[Records from a data collection]
========================================
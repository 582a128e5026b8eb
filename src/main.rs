use anyhow::Result;
use serenity::{model::gateway::GatewayIntents, Client};
use songbird::{SerenityInit, Songbird};
use std::sync::Arc;
use tracing::{error, info};

mod audio;
mod bot;
mod config;
mod error;
mod playlist;
mod settings;
mod ui;

use crate::{
    audio::{
        handler::HandlerServices,
        loader::YtDlpLoader,
        manager::PlayerManager,
        songbird_player::player_factory,
    },
    bot::{chat::DiscordChatClient, FairPlayBot},
    config::Config,
    playlist::PlaylistRegistry,
    settings::SettingsManager,
};

#[tokio::main]
async fn main() -> Result<()> {
    // Inicializar logging
    tracing_subscriber::fmt()
        .with_env_filter(
            tracing_subscriber::EnvFilter::from_default_env()
                .add_directive("fairplay=debug".parse()?)
                .add_directive("serenity=info".parse()?)
                .add_directive("songbird=info".parse()?),
        )
        .init();

    info!("🎵 Iniciando FairPlay v{}", env!("CARGO_PKG_VERSION"));

    // Cargar configuración
    let config = Config::load()?;
    info!("{}", config.summary());

    // Servicios compartidos por los handlers de audio
    let songbird = Songbird::serenity();
    let http_client = reqwest::Client::new();
    let chat = Arc::new(DiscordChatClient::new(Arc::clone(&songbird)));

    let services = HandlerServices {
        settings: Arc::new(SettingsManager::new(config.guild_defaults())),
        playlists: Arc::new(PlaylistRegistry::new(config.playlists.clone())),
        loader: Arc::new(YtDlpLoader::new(http_client.clone())),
        chat: chat.clone(),
        stay_in_channel: config.stay_in_channel,
    };
    let players = Arc::new(PlayerManager::new(
        services,
        player_factory(Arc::clone(&songbird), http_client),
    ));

    // Configurar intents mínimos necesarios
    let intents = GatewayIntents::GUILDS | GatewayIntents::GUILD_VOICE_STATES;

    // Crear handler del bot
    let token = config.discord_token.clone();
    let handler = FairPlayBot::new(config, players, chat, Arc::clone(&songbird));

    // Construir cliente
    let mut client = Client::builder(&token, intents)
        .event_handler(handler)
        .register_songbird_with(songbird)
        .await?;

    // Manejar shutdown graceful
    tokio::spawn(async move {
        if let Err(e) = tokio::signal::ctrl_c().await {
            error!("Error al registrar Ctrl+C: {:?}", e);
            return;
        }
        info!("⚠️ Señal de shutdown recibida, cerrando...");
        std::process::exit(0);
    });

    // Iniciar bot
    info!("🚀 Bot iniciado exitosamente");
    if let Err(why) = client.start().await {
        error!("Error al ejecutar cliente: {:?}", why);
    }

    Ok(())
}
========================================
### TASK ITEM
Identify the lines in the entries above that contain "info", then copy them out.

### SOLVED PROBLEM
use tracing::{error, info};
                .add_directive("serenity=info".parse()?)
                .add_directive("songbird=info".parse()?),
    info!("🎵 Iniciando FairPlay v{}", env!("CARGO_PKG_VERSION"));
    info!("{}", config.summary());
        info!("⚠️ Señal de shutdown recibida, cerrando...");
    info!("🚀 Bot iniciado exitosamente");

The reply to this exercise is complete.